## Goal of the exercise
Every line containing the string "variables" should be returned from the records.

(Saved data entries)
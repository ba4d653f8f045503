//! Runs an async operation with retries, pausing while the environment says
//! work should not happen (unfocused, or offline for network-bound modes).

use std::fmt;
use std::sync::atomic::{AtomicBool, AtomicU32, Ordering};
use std::sync::Arc;
use std::time::Duration;

use futures_util::future::BoxFuture;
use tokio::sync::Notify;
use tokio_util::sync::CancellationToken;

use crate::deferred::{Deferred, DeferredFuture};
use crate::error::{CancelOptions, Error, Result};
use crate::runtime::RuntimeContext;

/// One invocation of the wrapped operation. Called again for every retry.
pub(crate) type Attempt<T> = Arc<dyn Fn() -> BoxFuture<'static, Result<T>> + Send + Sync>;

/// How often a failed operation is retried.
#[derive(Clone)]
pub enum Retry {
  Disabled,
  /// Retry up to this many times after the first failure.
  Count(u32),
  Forever,
  /// Decide from the number of failures so far and the latest error.
  Custom(Arc<dyn Fn(u32, &Error) -> bool + Send + Sync>),
}

impl Retry {
  pub fn custom<F>(f: F) -> Self
  where
    F: Fn(u32, &Error) -> bool + Send + Sync + 'static,
  {
    Retry::Custom(Arc::new(f))
  }

  pub(crate) fn should_retry(&self, failure_count: u32, error: &Error) -> bool {
    match self {
      Retry::Disabled => false,
      Retry::Count(max) => failure_count < *max,
      Retry::Forever => true,
      Retry::Custom(f) => f(failure_count, error),
    }
  }
}

impl From<bool> for Retry {
  fn from(retry: bool) -> Self {
    if retry {
      Retry::Forever
    } else {
      Retry::Disabled
    }
  }
}

impl From<u32> for Retry {
  fn from(count: u32) -> Self {
    Retry::Count(count)
  }
}

impl fmt::Debug for Retry {
  fn fmt(&self, f: &mut fmt::Formatter<'_>) -> fmt::Result {
    match self {
      Retry::Disabled => f.write_str("Disabled"),
      Retry::Count(n) => f.debug_tuple("Count").field(n).finish(),
      Retry::Forever => f.write_str("Forever"),
      Retry::Custom(_) => f.write_str("Custom(..)"),
    }
  }
}

/// How long to wait before the next attempt.
#[derive(Clone, Default)]
pub enum RetryDelay {
  /// `min(1000ms * 2^failures, 30s)`.
  #[default]
  Exponential,
  Fixed(Duration),
  Custom(Arc<dyn Fn(u32, &Error) -> Duration + Send + Sync>),
}

impl RetryDelay {
  pub fn custom<F>(f: F) -> Self
  where
    F: Fn(u32, &Error) -> Duration + Send + Sync + 'static,
  {
    RetryDelay::Custom(Arc::new(f))
  }

  pub(crate) fn delay(&self, failure_count: u32, error: &Error) -> Duration {
    match self {
      RetryDelay::Exponential => default_retry_delay(failure_count),
      RetryDelay::Fixed(delay) => *delay,
      RetryDelay::Custom(f) => f(failure_count, error),
    }
  }
}

impl fmt::Debug for RetryDelay {
  fn fmt(&self, f: &mut fmt::Formatter<'_>) -> fmt::Result {
    match self {
      RetryDelay::Exponential => f.write_str("Exponential"),
      RetryDelay::Fixed(d) => f.debug_tuple("Fixed").field(d).finish(),
      RetryDelay::Custom(_) => f.write_str("Custom(..)"),
    }
  }
}

pub fn default_retry_delay(failure_count: u32) -> Duration {
  let millis = 1000u64.saturating_mul(1u64 << failure_count.min(16));
  Duration::from_millis(millis.min(30_000))
}

/// When an operation is allowed to run relative to connectivity.
#[derive(Debug, Clone, Copy, PartialEq, Eq, Default)]
pub enum NetworkMode {
  /// Only run while online; pause otherwise.
  #[default]
  Online,
  /// Ignore connectivity.
  Always,
  /// Try once regardless, pause retries while offline.
  OfflineFirst,
}

type Hook = Option<Box<dyn Fn() + Send + Sync>>;

pub(crate) struct RetryerConfig<T> {
  attempt: Attempt<T>,
  retry: Retry,
  retry_delay: RetryDelay,
  network_mode: NetworkMode,
  abort: Hook,
  on_success: Option<Box<dyn Fn(&T) + Send + Sync>>,
  on_error: Option<Box<dyn Fn(&Error) + Send + Sync>>,
  on_fail: Option<Box<dyn Fn(u32, &Error) + Send + Sync>>,
  on_pause: Hook,
  on_continue: Hook,
}

impl<T> RetryerConfig<T> {
  pub(crate) fn new(attempt: Attempt<T>) -> Self {
    Self {
      attempt,
      retry: Retry::Disabled,
      retry_delay: RetryDelay::Exponential,
      network_mode: NetworkMode::Online,
      abort: None,
      on_success: None,
      on_error: None,
      on_fail: None,
      on_pause: None,
      on_continue: None,
    }
  }

  pub(crate) fn retry(mut self, retry: Retry) -> Self {
    self.retry = retry;
    self
  }

  pub(crate) fn retry_delay(mut self, retry_delay: RetryDelay) -> Self {
    self.retry_delay = retry_delay;
    self
  }

  pub(crate) fn network_mode(mut self, network_mode: NetworkMode) -> Self {
    self.network_mode = network_mode;
    self
  }

  pub(crate) fn abort(mut self, f: impl Fn() + Send + Sync + 'static) -> Self {
    self.abort = Some(Box::new(f));
    self
  }

  pub(crate) fn on_success(mut self, f: impl Fn(&T) + Send + Sync + 'static) -> Self {
    self.on_success = Some(Box::new(f));
    self
  }

  pub(crate) fn on_error(mut self, f: impl Fn(&Error) + Send + Sync + 'static) -> Self {
    self.on_error = Some(Box::new(f));
    self
  }

  pub(crate) fn on_fail(mut self, f: impl Fn(u32, &Error) + Send + Sync + 'static) -> Self {
    self.on_fail = Some(Box::new(f));
    self
  }

  pub(crate) fn on_pause(mut self, f: impl Fn() + Send + Sync + 'static) -> Self {
    self.on_pause = Some(Box::new(f));
    self
  }

  pub(crate) fn on_continue(mut self, f: impl Fn() + Send + Sync + 'static) -> Self {
    self.on_continue = Some(Box::new(f));
    self
  }
}

struct Shared<T> {
  config: RetryerConfig<T>,
  ctx: RuntimeContext,
  outcome: Arc<Deferred<Result<T>>>,
  settled: AtomicBool,
  failure_count: AtomicU32,
  retry_cancelled: AtomicBool,
  wake: Notify,
  token: CancellationToken,
}

/// A running operation. Cheap to clone; every clone drives the same run.
pub(crate) struct Retryer<T> {
  shared: Arc<Shared<T>>,
}

impl<T> Clone for Retryer<T> {
  fn clone(&self) -> Self {
    Self {
      shared: self.shared.clone(),
    }
  }
}

impl<T: Clone + Send + Sync + 'static> Retryer<T> {
  /// Starts the operation on the context's spawner.
  pub(crate) fn start(config: RetryerConfig<T>, ctx: RuntimeContext) -> Self {
    let retryer = Self::new(config, ctx);
    retryer.spawn();
    retryer
  }

  /// A run that does nothing until [`spawn`](Self::spawn) is called. It can
  /// already be awaited and cancelled.
  pub(crate) fn new(config: RetryerConfig<T>, ctx: RuntimeContext) -> Self {
    Self {
      shared: Arc::new(Shared {
        config,
        ctx,
        outcome: Deferred::new(),
        settled: AtomicBool::new(false),
        failure_count: AtomicU32::new(0),
        retry_cancelled: AtomicBool::new(false),
        wake: Notify::new(),
        token: CancellationToken::new(),
      }),
    }
  }

  /// Begins the run. A run cancelled before this point never calls the
  /// operation.
  pub(crate) fn spawn(&self) {
    if !self.shared.is_settled() {
      self.shared.ctx.spawn(self.shared.clone().run());
    }
  }

  /// The shared outcome of the run.
  pub(crate) fn promise(&self) -> DeferredFuture<Result<T>> {
    self.shared.outcome.wait()
  }

  /// Settles the run as cancelled. An in-flight attempt is abandoned and its
  /// result discarded.
  pub(crate) fn cancel(&self, options: CancelOptions) {
    if self.shared.reject(Error::Cancelled(options)) {
      self.shared.token.cancel();
      if let Some(abort) = &self.shared.config.abort {
        abort();
      }
    }
  }

  /// Lets the current attempt finish but schedules no further retries.
  pub(crate) fn cancel_retry(&self) {
    self.shared.retry_cancelled.store(true, Ordering::SeqCst);
  }

  pub(crate) fn continue_retry(&self) {
    self.shared.retry_cancelled.store(false, Ordering::SeqCst);
  }

  /// Wakes a paused run if the environment allows it. Returns whether the run
  /// can make progress.
  pub(crate) fn resume(&self) -> bool {
    let can_continue = self.shared.is_settled() || !self.shared.ctx.should_pause(self.shared.config.network_mode);
    if can_continue {
      self.shared.wake.notify_waiters();
    }
    can_continue
  }

  pub(crate) fn is_settled(&self) -> bool {
    self.shared.is_settled()
  }
}

impl<T: Clone + Send + Sync + 'static> Shared<T> {
  async fn run(self: Arc<Self>) {
    if self.is_settled() {
      return;
    }
    if !self.ctx.can_fetch(self.config.network_mode) {
      self.pause().await;
    }

    loop {
      if self.is_settled() {
        return;
      }

      let attempt = (self.config.attempt)();
      let outcome = tokio::select! {
        biased;
        _ = self.token.cancelled() => return,
        outcome = attempt => outcome,
      };

      let error = match outcome {
        Ok(value) => {
          self.resolve(value);
          return;
        }
        Err(error) => error,
      };
      if self.is_settled() {
        return;
      }

      let failure_count = self.failure_count.load(Ordering::SeqCst);
      if self.retry_cancelled.load(Ordering::SeqCst) || !self.config.retry.should_retry(failure_count, &error) {
        self.reject(error);
        return;
      }

      let delay = self.config.retry_delay.delay(failure_count, &error);
      let failure_count = self.failure_count.fetch_add(1, Ordering::SeqCst) + 1;
      if let Some(on_fail) = &self.config.on_fail {
        on_fail(failure_count, &error);
      }
      tracing::debug!(failure_count, delay_ms = delay.as_millis() as u64, %error, "attempt failed, retrying");

      tokio::select! {
        biased;
        _ = self.token.cancelled() => return,
        _ = tokio::time::sleep(delay) => {}
      }

      if self.ctx.should_pause(self.config.network_mode) {
        self.pause().await;
      }
      if self.retry_cancelled.load(Ordering::SeqCst) {
        self.reject(error);
        return;
      }
    }
  }

  async fn pause(&self) {
    if let Some(on_pause) = &self.config.on_pause {
      on_pause();
    }
    tracing::debug!(network_mode = ?self.config.network_mode, "operation paused");

    loop {
      let mut notified = std::pin::pin!(self.wake.notified());
      notified.as_mut().enable();
      if self.is_settled() || !self.ctx.should_pause(self.config.network_mode) {
        break;
      }
      notified.await;
    }

    if !self.is_settled() {
      if let Some(on_continue) = &self.config.on_continue {
        on_continue();
      }
    }
  }

  fn is_settled(&self) -> bool {
    self.settled.load(Ordering::SeqCst)
  }

  fn claim(&self) -> bool {
    self
      .settled
      .compare_exchange(false, true, Ordering::SeqCst, Ordering::SeqCst)
      .is_ok()
  }

  fn resolve(&self, value: T) -> bool {
    if !self.claim() {
      return false;
    }
    if let Some(on_success) = &self.config.on_success {
      on_success(&value);
    }
    self.wake.notify_waiters();
    self.outcome.settle(Ok(value));
    true
  }

  fn reject(&self, error: Error) -> bool {
    if !self.claim() {
      return false;
    }
    if let Some(on_error) = &self.config.on_error {
      on_error(&error);
    }
    self.wake.notify_waiters();
    self.outcome.settle(Err(error));
    true
  }
}

#[cfg(test)]
mod tests {
  use super::*;
  use crate::connectivity::{FocusManager, OnlineManager};
  use crate::notify::NotifyManager;
  use crate::runtime::TokioSpawner;
  use std::sync::atomic::AtomicUsize;

  fn ctx() -> RuntimeContext {
    RuntimeContext {
      spawner: Arc::new(TokioSpawner::new()),
      notify: NotifyManager::new(),
      focus: FocusManager::new(),
      online: OnlineManager::new(),
    }
  }

  fn failing(calls: Arc<AtomicUsize>) -> Attempt<u32> {
    Arc::new(move || {
      calls.fetch_add(1, Ordering::SeqCst);
      Box::pin(async { Err(Error::msg("nope")) })
    })
  }

  #[test]
  fn exponential_delay_is_capped() {
    assert_eq!(default_retry_delay(0), Duration::from_millis(1000));
    assert_eq!(default_retry_delay(2), Duration::from_millis(4000));
    assert_eq!(default_retry_delay(10), Duration::from_millis(30_000));
  }

  #[tokio::test(start_paused = true)]
  async fn retries_until_count_is_exhausted() {
    let calls = Arc::new(AtomicUsize::new(0));
    let failures = Arc::new(parking_lot::Mutex::new(Vec::new()));
    let f = failures.clone();
    let config = RetryerConfig::new(failing(calls.clone()))
      .retry(Retry::Count(3))
      .retry_delay(RetryDelay::Fixed(Duration::from_millis(1)))
      .on_fail(move |count, _| f.lock().push(count));

    let retryer = Retryer::start(config, ctx());
    let outcome = retryer.promise().await;

    assert_eq!(outcome.unwrap_err().to_string(), "nope");
    assert_eq!(calls.load(Ordering::SeqCst), 4);
    assert_eq!(*failures.lock(), vec![1, 2, 3]);
  }

  #[tokio::test(start_paused = true)]
  async fn cancel_settles_once_and_aborts() {
    let aborted = Arc::new(AtomicBool::new(false));
    let a = aborted.clone();
    let attempt: Attempt<u32> = Arc::new(|| {
      Box::pin(async {
        tokio::time::sleep(Duration::from_secs(10)).await;
        Ok(1)
      })
    });
    let config = RetryerConfig::new(attempt).abort(move || a.store(true, Ordering::SeqCst));
    let retryer = Retryer::start(config, ctx());
    tokio::task::yield_now().await;

    retryer.cancel(CancelOptions::SILENT);
    retryer.cancel(CancelOptions::default());
    let outcome = retryer.promise().await;

    assert_eq!(outcome.unwrap_err().cancel_options(), Some(CancelOptions::SILENT));
    assert!(aborted.load(Ordering::SeqCst));
  }

  #[tokio::test(start_paused = true)]
  async fn pauses_while_offline_and_resumes() {
    let ctx = ctx();
    ctx.online.set_online(Some(false));
    let calls = Arc::new(AtomicUsize::new(0));
    let c = calls.clone();
    let attempt: Attempt<u32> = Arc::new(move || {
      c.fetch_add(1, Ordering::SeqCst);
      Box::pin(async { Ok(7) })
    });

    let retryer = Retryer::start(RetryerConfig::new(attempt), ctx.clone());
    tokio::time::sleep(Duration::from_millis(50)).await;
    assert_eq!(calls.load(Ordering::SeqCst), 0);
    assert!(!retryer.resume());

    ctx.online.set_online(Some(true));
    assert!(retryer.resume());
    assert_eq!(retryer.promise().await.unwrap(), 7);
    assert_eq!(calls.load(Ordering::SeqCst), 1);
  }

  #[tokio::test(start_paused = true)]
  async fn always_mode_ignores_connectivity() {
    let ctx = ctx();
    ctx.online.set_online(Some(false));
    let attempt: Attempt<u32> = Arc::new(|| Box::pin(async { Ok(3) }));
    let config = RetryerConfig::new(attempt).network_mode(NetworkMode::Always);
    let retryer = Retryer::start(config, ctx);
    assert_eq!(retryer.promise().await.unwrap(), 3);
  }

  #[tokio::test(start_paused = true)]
  async fn cancel_retry_stops_after_current_attempt() {
    let calls = Arc::new(AtomicUsize::new(0));
    let config = RetryerConfig::new(failing(calls.clone()))
      .retry(Retry::Forever)
      .retry_delay(RetryDelay::Fixed(Duration::from_millis(10)));
    let retryer = Retryer::start(config, ctx());
    tokio::time::sleep(Duration::from_millis(15)).await;
    retryer.cancel_retry();

    assert!(retryer.promise().await.is_err());
    assert_eq!(calls.load(Ordering::SeqCst), 2);
  }

  #[tokio::test(start_paused = true)]
  async fn run_cancelled_before_spawn_never_calls_the_operation() {
    let ctx = ctx();
    ctx.online.set_online(Some(false));
    let calls = Arc::new(AtomicUsize::new(0));
    let paused = Arc::new(AtomicBool::new(false));
    let p = paused.clone();
    let config = RetryerConfig::new(failing(calls.clone())).on_pause(move || p.store(true, Ordering::SeqCst));

    let retryer = Retryer::new(config, ctx);
    retryer.cancel(CancelOptions::SILENT);
    retryer.spawn();
    tokio::time::sleep(Duration::from_millis(10)).await;

    assert!(retryer.promise().await.unwrap_err().is_cancelled());
    assert_eq!(calls.load(Ordering::SeqCst), 0);
    assert!(!paused.load(Ordering::SeqCst));
  }
}
//! Structural sharing between successive results.

use std::sync::Arc;

use crate::value::{Map, Value};

/// Returns `next`, reusing every subtree of `prev` that is deep-equal to its
/// counterpart. When nothing changed at all, `prev` itself is returned, so
/// `result.ptr_eq(prev)` tells callers the data is unchanged.
pub fn replace_equal_deep(prev: &Value, next: Value) -> Value {
  if prev.ptr_eq(&next) {
    return prev.clone();
  }

  match (prev, &next) {
    (Value::Array(a), Value::Array(b)) => {
      let mut equal_items = 0;
      let items: Vec<Value> = b
        .iter()
        .enumerate()
        .map(|(i, item)| match a.get(i) {
          Some(old) => {
            let merged = replace_equal_deep(old, item.clone());
            if merged.ptr_eq(old) {
              equal_items += 1;
            }
            merged
          }
          None => item.clone(),
        })
        .collect();

      if a.len() == b.len() && equal_items == a.len() {
        prev.clone()
      } else {
        Value::Array(Arc::new(items))
      }
    }
    (Value::Object(a), Value::Object(b)) => {
      let mut equal_items = 0;
      let fields: Map = b
        .iter()
        .map(|(key, item)| {
          let merged = match a.get(key) {
            Some(old) => {
              let merged = replace_equal_deep(old, item.clone());
              if merged.ptr_eq(old) {
                equal_items += 1;
              }
              merged
            }
            None => item.clone(),
          };
          (key.clone(), merged)
        })
        .collect();

      if a.len() == b.len() && equal_items == a.len() {
        prev.clone()
      } else {
        Value::Object(Arc::new(fields))
      }
    }
    _ => next,
  }
}

/// Applies structural sharing against the previous data when enabled.
pub(crate) fn replace_data(prev: Option<&Value>, next: Value, structural_sharing: bool) -> Value {
  match prev {
    Some(prev) if structural_sharing => replace_equal_deep(prev, next),
    _ => next,
  }
}

#[cfg(test)]
mod tests {
  use super::*;
  use serde_json::json;

  fn v(json: serde_json::Value) -> Value {
    Value::from(json)
  }

  #[test]
  fn identical_trees_return_previous_reference() {
    let prev = v(json!({ "todos": [{ "id": 1, "done": false }], "total": 1 }));
    let next = v(json!({ "todos": [{ "id": 1, "done": false }], "total": 1 }));
    let merged = replace_equal_deep(&prev, next);
    assert!(merged.ptr_eq(&prev));
  }

  #[test]
  fn unchanged_subtrees_are_reused() {
    let prev = v(json!({ "a": { "x": 1 }, "b": { "y": 2 } }));
    let next = v(json!({ "a": { "x": 1 }, "b": { "y": 3 } }));
    let merged = replace_equal_deep(&prev, next.clone());

    assert!(!merged.ptr_eq(&prev));
    assert_eq!(merged, next);
    assert!(merged.get("a").unwrap().ptr_eq(prev.get("a").unwrap()));
    assert!(!merged.get("b").unwrap().ptr_eq(prev.get("b").unwrap()));
  }

  #[test]
  fn array_length_change_rebuilds_container_but_keeps_items() {
    let prev = v(json!([{ "id": 1 }, { "id": 2 }]));
    let next = v(json!([{ "id": 1 }, { "id": 2 }, { "id": 3 }]));
    let merged = replace_equal_deep(&prev, next);

    let (old, new) = (prev.as_array().unwrap(), merged.as_array().unwrap());
    assert_eq!(new.len(), 3);
    assert!(new[0].ptr_eq(&old[0]));
    assert!(new[1].ptr_eq(&old[1]));
  }

  #[test]
  fn removed_object_field_is_a_change() {
    let prev = v(json!({ "a": 1, "b": 2 }));
    let next = v(json!({ "a": 1 }));
    let merged = replace_equal_deep(&prev, next);
    assert!(!merged.ptr_eq(&prev));
    assert_eq!(merged, v(json!({ "a": 1 })));
  }

  #[test]
  fn type_change_takes_next() {
    let prev = v(json!([1, 2]));
    let next = v(json!({ "0": 1 }));
    assert_eq!(replace_equal_deep(&prev, next.clone()), next);
  }

  #[test]
  fn sharing_can_be_disabled() {
    let prev = v(json!({ "a": 1 }));
    let next = v(json!({ "a": 1 }));
    let merged = replace_data(Some(&prev), next, false);
    assert!(!merged.ptr_eq(&prev));
  }
}
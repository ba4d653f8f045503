use std::fmt;
use std::sync::Arc;
use std::time::Duration;

use futures_util::future::BoxFuture;
use futures_util::FutureExt;

use crate::error::{Error, Result};
use crate::key::MutationKey;
use crate::query::DEFAULT_CACHE_TIME;
use crate::retryer::{NetworkMode, Retry, RetryDelay};
use crate::value::Value;

/// Performs the write, given the variables.
pub type MutationFn = Arc<dyn Fn(Value) -> BoxFuture<'static, Result<Value>> + Send + Sync>;

/// Runs before the write; its result becomes the mutation's context.
pub type OnMutateFn = Arc<dyn Fn(&Value) -> Result<Option<Value>> + Send + Sync>;

/// `(data, variables, context)`.
pub type MutationSuccessFn = Arc<dyn Fn(&Value, &Value, Option<&Value>) -> Result<()> + Send + Sync>;

/// `(error, variables, context)`.
pub type MutationErrorFn = Arc<dyn Fn(&Error, &Value, Option<&Value>) -> Result<()> + Send + Sync>;

/// `(data, error, variables, context)`.
pub type MutationSettledFn =
  Arc<dyn Fn(Option<&Value>, Option<&Error>, &Value, Option<&Value>) -> Result<()> + Send + Sync>;

/// Configuration of a mutation.
///
/// The callbacks here belong to the mutation itself: they always run, before
/// any per-call callback, and a failing callback fails the mutation.
#[derive(Clone, Default)]
pub struct MutationOptions {
  pub(crate) mutation_key: Option<MutationKey>,
  pub(crate) mutation_fn: Option<MutationFn>,
  pub(crate) cache_time: Option<Duration>,
  pub(crate) retry: Option<Retry>,
  pub(crate) retry_delay: Option<RetryDelay>,
  pub(crate) network_mode: Option<NetworkMode>,
  pub(crate) meta: Option<Value>,
  pub(crate) on_mutate: Option<OnMutateFn>,
  pub(crate) on_success: Option<MutationSuccessFn>,
  pub(crate) on_error: Option<MutationErrorFn>,
  pub(crate) on_settled: Option<MutationSettledFn>,
}

impl MutationOptions {
  pub fn new() -> Self {
    Self::default()
  }

  pub fn with_defaults(mut self, defaults: &MutationOptions) -> Self {
    macro_rules! fill {
      ($($field:ident),*) => {
        $(
          if self.$field.is_none() {
            self.$field = defaults.$field.clone();
          }
        )*
      };
    }
    fill!(
      mutation_key,
      mutation_fn,
      cache_time,
      retry,
      retry_delay,
      network_mode,
      meta,
      on_mutate,
      on_success,
      on_error,
      on_settled
    );
    self
  }

  pub fn mutation_key(mut self, key: impl Into<MutationKey>) -> Self {
    self.mutation_key = Some(key.into());
    self
  }

  pub fn mutation_fn<F, Fut>(mut self, f: F) -> Self
  where
    F: Fn(Value) -> Fut + Send + Sync + 'static,
    Fut: std::future::Future<Output = Result<Value>> + Send + 'static,
  {
    self.mutation_fn = Some(Arc::new(move |variables: Value| f(variables).boxed()));
    self
  }

  pub fn cache_time(mut self, cache_time: Duration) -> Self {
    self.cache_time = Some(cache_time);
    self
  }

  pub fn retry(mut self, retry: impl Into<Retry>) -> Self {
    self.retry = Some(retry.into());
    self
  }

  pub fn retry_delay(mut self, retry_delay: RetryDelay) -> Self {
    self.retry_delay = Some(retry_delay);
    self
  }

  pub fn network_mode(mut self, network_mode: NetworkMode) -> Self {
    self.network_mode = Some(network_mode);
    self
  }

  pub fn meta(mut self, meta: impl Into<Value>) -> Self {
    self.meta = Some(meta.into());
    self
  }

  pub fn on_mutate(mut self, f: impl Fn(&Value) -> Result<Option<Value>> + Send + Sync + 'static) -> Self {
    self.on_mutate = Some(Arc::new(f));
    self
  }

  pub fn on_success(mut self, f: impl Fn(&Value, &Value, Option<&Value>) -> Result<()> + Send + Sync + 'static) -> Self {
    self.on_success = Some(Arc::new(f));
    self
  }

  pub fn on_error(mut self, f: impl Fn(&Error, &Value, Option<&Value>) -> Result<()> + Send + Sync + 'static) -> Self {
    self.on_error = Some(Arc::new(f));
    self
  }

  pub fn on_settled(
    mut self,
    f: impl Fn(Option<&Value>, Option<&Error>, &Value, Option<&Value>) -> Result<()> + Send + Sync + 'static,
  ) -> Self {
    self.on_settled = Some(Arc::new(f));
    self
  }

  pub fn get_mutation_key(&self) -> Option<&MutationKey> {
    self.mutation_key.as_ref()
  }

  pub fn get_cache_time(&self) -> Duration {
    self.cache_time.unwrap_or(DEFAULT_CACHE_TIME)
  }

  pub fn get_network_mode(&self) -> NetworkMode {
    self.network_mode.unwrap_or_default()
  }

  /// Mutations are not retried unless asked to.
  pub(crate) fn get_retry(&self) -> Retry {
    self.retry.clone().unwrap_or(Retry::Disabled)
  }

  pub(crate) fn get_retry_delay(&self) -> RetryDelay {
    self.retry_delay.clone().unwrap_or_default()
  }
}

impl fmt::Debug for MutationOptions {
  fn fmt(&self, f: &mut fmt::Formatter<'_>) -> fmt::Result {
    f.debug_struct("MutationOptions")
      .field("mutation_key", &self.mutation_key)
      .field("mutation_fn", &self.mutation_fn.is_some())
      .field("cache_time", &self.cache_time)
      .field("retry", &self.retry)
      .field("network_mode", &self.network_mode)
      .finish_non_exhaustive()
  }
}

type CallSuccess = Arc<dyn Fn(&Value, &Value, Option<&Value>) + Send + Sync>;
type CallError = Arc<dyn Fn(&Error, &Value, Option<&Value>) + Send + Sync>;
type CallSettled = Arc<dyn Fn(Option<&Value>, Option<&Error>, &Value, Option<&Value>) + Send + Sync>;

/// Callbacks for one `mutate` call. They run after the mutation's own
/// callbacks, and only for the observer that last started the mutation.
#[derive(Clone, Default)]
pub struct MutateOptions {
  pub(crate) on_success: Option<CallSuccess>,
  pub(crate) on_error: Option<CallError>,
  pub(crate) on_settled: Option<CallSettled>,
}

impl MutateOptions {
  pub fn new() -> Self {
    Self::default()
  }

  pub fn on_success(mut self, f: impl Fn(&Value, &Value, Option<&Value>) + Send + Sync + 'static) -> Self {
    self.on_success = Some(Arc::new(f));
    self
  }

  pub fn on_error(mut self, f: impl Fn(&Error, &Value, Option<&Value>) + Send + Sync + 'static) -> Self {
    self.on_error = Some(Arc::new(f));
    self
  }

  pub fn on_settled(
    mut self,
    f: impl Fn(Option<&Value>, Option<&Error>, &Value, Option<&Value>) + Send + Sync + 'static,
  ) -> Self {
    self.on_settled = Some(Arc::new(f));
    self
  }
}

impl fmt::Debug for MutateOptions {
  fn fmt(&self, f: &mut fmt::Formatter<'_>) -> fmt::Result {
    f.debug_struct("MutateOptions")
      .field("on_success", &self.on_success.is_some())
      .field("on_error", &self.on_error.is_some())
      .field("on_settled", &self.on_settled.is_some())
      .finish()
  }
}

## Answer for the task
/// Performs the write, given the variables.
/// `(data, variables, context)`.
/// `(error, variables, context)`.
/// `(data, error, variables, context)`.
    self.mutation_fn = Some(Arc::new(move |variables: Value| f(variables).boxed()));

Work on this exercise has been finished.